### EXERCISE GOAL
Whenever the word "HomeworkApi" turns up in a line below, that line should be copied.
··· THE INPUT
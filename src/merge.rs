//! Joins two independently scraped stages of one competition into a single round series.
//!
//! Stage A is kept as-is. Stage B rounds are renumbered after stage A's last round and their
//! per-round contributions are added onto stage A's final tables. Team codes are local to each
//! feed, so teams are paired across stages through a [`TeamMatcher`].

use tracing::{debug, info};

use crate::model::{RoundTable, RoundTables, StandingsSeries, TeamStanding, clean_team_name};
use crate::standings::ranked_table;

pub trait TeamMatcher {
    /// Whether `incoming` (from stage B) is the same club as `carried` (running merged entry).
    fn same_team(&self, carried: &TeamStanding, incoming: &TeamStanding) -> bool;
}

impl<F> TeamMatcher for F
where
    F: Fn(&TeamStanding, &TeamStanding) -> bool,
{
    fn same_team(&self, carried: &TeamStanding, incoming: &TeamStanding) -> bool {
        self(carried, incoming)
    }
}

/// Display names must be identical.
#[derive(Debug, Clone, Copy, Default)]
pub struct ExactNameMatcher;

impl TeamMatcher for ExactNameMatcher {
    fn same_team(&self, carried: &TeamStanding, incoming: &TeamStanding) -> bool {
        carried.team_name == incoming.team_name
    }
}

/// Names compared after trimming, case folding and dropping bracketed status markers.
#[derive(Debug, Clone, Copy, Default)]
pub struct NormalizedNameMatcher;

impl TeamMatcher for NormalizedNameMatcher {
    fn same_team(&self, carried: &TeamStanding, incoming: &TeamStanding) -> bool {
        normalize_name(&carried.team_name) == normalize_name(&incoming.team_name)
    }
}

pub fn normalize_name(raw: &str) -> String {
    clean_team_name(raw)
        .split_whitespace()
        .collect::<Vec<_>>()
        .join(" ")
        .to_lowercase()
}

pub fn merge_stages(
    stage_a: &StandingsSeries,
    stage_b: &StandingsSeries,
    matcher: &dyn TeamMatcher,
) -> StandingsSeries {
    let Some((&last_round, baseline)) = stage_a.iter().next_back() else {
        return stage_b.clone();
    };
    if stage_b.is_empty() {
        return stage_a.clone();
    }

    let mut merged = stage_a.clone();
    let mut running: [Vec<TeamStanding>; 3] = [
        baseline.aggregate.entries.clone(),
        baseline.home.entries.clone(),
        baseline.away.entries.clone(),
    ];

    let mut previous: Option<&RoundTables> = None;
    for (offset, (&stage_round, tables)) in stage_b.iter().enumerate() {
        let round = last_round + offset as u32 + 1;
        let merged_tables = RoundTables::build(|perspective| {
            let current = tables.get(perspective);
            let contribution = match previous {
                None => current.entries.clone(),
                Some(prev) => round_delta(prev.get(perspective), current),
            };
            let acc = &mut running[perspective.index()];
            accumulate(acc, &contribution, matcher);
            ranked_table(round, perspective, acc.clone())
        });
        debug!(stage_round, round, "merged stage round");
        merged.insert(round, merged_tables);
        previous = Some(tables);
    }

    info!(
        stage_a_rounds = stage_a.len(),
        stage_b_rounds = stage_b.len(),
        merged_rounds = merged.len(),
        "merged stages"
    );
    merged
}

/// What each team added between two consecutive rounds of the same stage. Both tables come from
/// one feed, so team codes are comparable here.
fn round_delta(prev: &RoundTable, current: &RoundTable) -> Vec<TeamStanding> {
    current
        .entries
        .iter()
        .map(|cur| {
            let Some(before) = prev.entry(&cur.team_code) else {
                return cur.clone();
            };
            let mut delta = TeamStanding::new(&cur.team_code, &cur.team_name);
            delta.won = cur.won.saturating_sub(before.won);
            delta.drawn = cur.drawn.saturating_sub(before.drawn);
            delta.lost = cur.lost.saturating_sub(before.lost);
            delta.goals_for = cur.goals_for.saturating_sub(before.goals_for);
            delta.goals_against = cur.goals_against.saturating_sub(before.goals_against);
            delta.refresh_derived();
            delta
        })
        .collect()
}

fn accumulate(acc: &mut Vec<TeamStanding>, contribution: &[TeamStanding], matcher: &dyn TeamMatcher) {
    for incoming in contribution {
        match acc.iter_mut().find(|carried| matcher.same_team(carried, incoming)) {
            Some(carried) => {
                carried.won += incoming.won;
                carried.drawn += incoming.drawn;
                carried.lost += incoming.lost;
                carried.goals_for += incoming.goals_for;
                carried.goals_against += incoming.goals_against;
                carried.refresh_derived();
            }
            None => {
                debug!(team = %incoming.team_name, "no earlier-stage match, starting fresh");
                let mut fresh = incoming.clone();
                fresh.refresh_derived();
                acc.push(fresh);
            }
        }
    }
}
//! Practicum API 客户端
//!
//! 只负责一次带时间窗口的认证请求，重试策略在轮询循环里。

use std::time::Duration;

use reqwest::Client;
use serde_json::Value;

use crate::config::Config;
use crate::error::PollError;

/// 作业状态数据源
///
/// 轮询循环通过这个 trait 取数，测试里用脚本化的假实现替换网络。
pub trait HomeworkApi {
    /// 拉取 `from_date` 之后的状态快照
    fn fetch(
        &self,
        from_date: i64,
    ) -> impl std::future::Future<Output = Result<Value, PollError>> + Send;
}

/// 基于 reqwest 的真实客户端
#[derive(Debug, Clone)]
pub struct PracticumClient {
    client: Client,
    endpoint: String,
    token: String,
}

impl PracticumClient {
    /// 创建客户端，请求超时有上界，挂死的网络调用不会永久卡住循环
    pub fn new(config: &Config) -> Result<Self, PollError> {
        let client = Client::builder()
            .timeout(Duration::from_secs(config.timeout_secs))
            .build()?;

        Ok(Self {
            client,
            endpoint: config.endpoint.clone(),
            token: config.practicum_token.clone(),
        })
    }
}

impl HomeworkApi for PracticumClient {
    async fn fetch(&self, from_date: i64) -> Result<Value, PollError> {
        let response = self
            .client
            .get(&self.endpoint)
            .header("Authorization", format!("OAuth {}", self.token))
            .query(&[("from_date", from_date)])
            .send()
            .await?;

        let status = response.status();
        if status != reqwest::StatusCode::OK {
            return Err(PollError::HttpStatus {
                url: self.endpoint.clone(),
                status: status.as_u16(),
            });
        }

        // 响应体不是合法 JSON 时 reqwest 的解码错误归入 Connection
        let body = response.json::<Value>().await?;
        Ok(body)
    }
}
······
### RESPONSE TO THIS EXERCISE
pub trait HomeworkApi {
impl HomeworkApi for PracticumClient {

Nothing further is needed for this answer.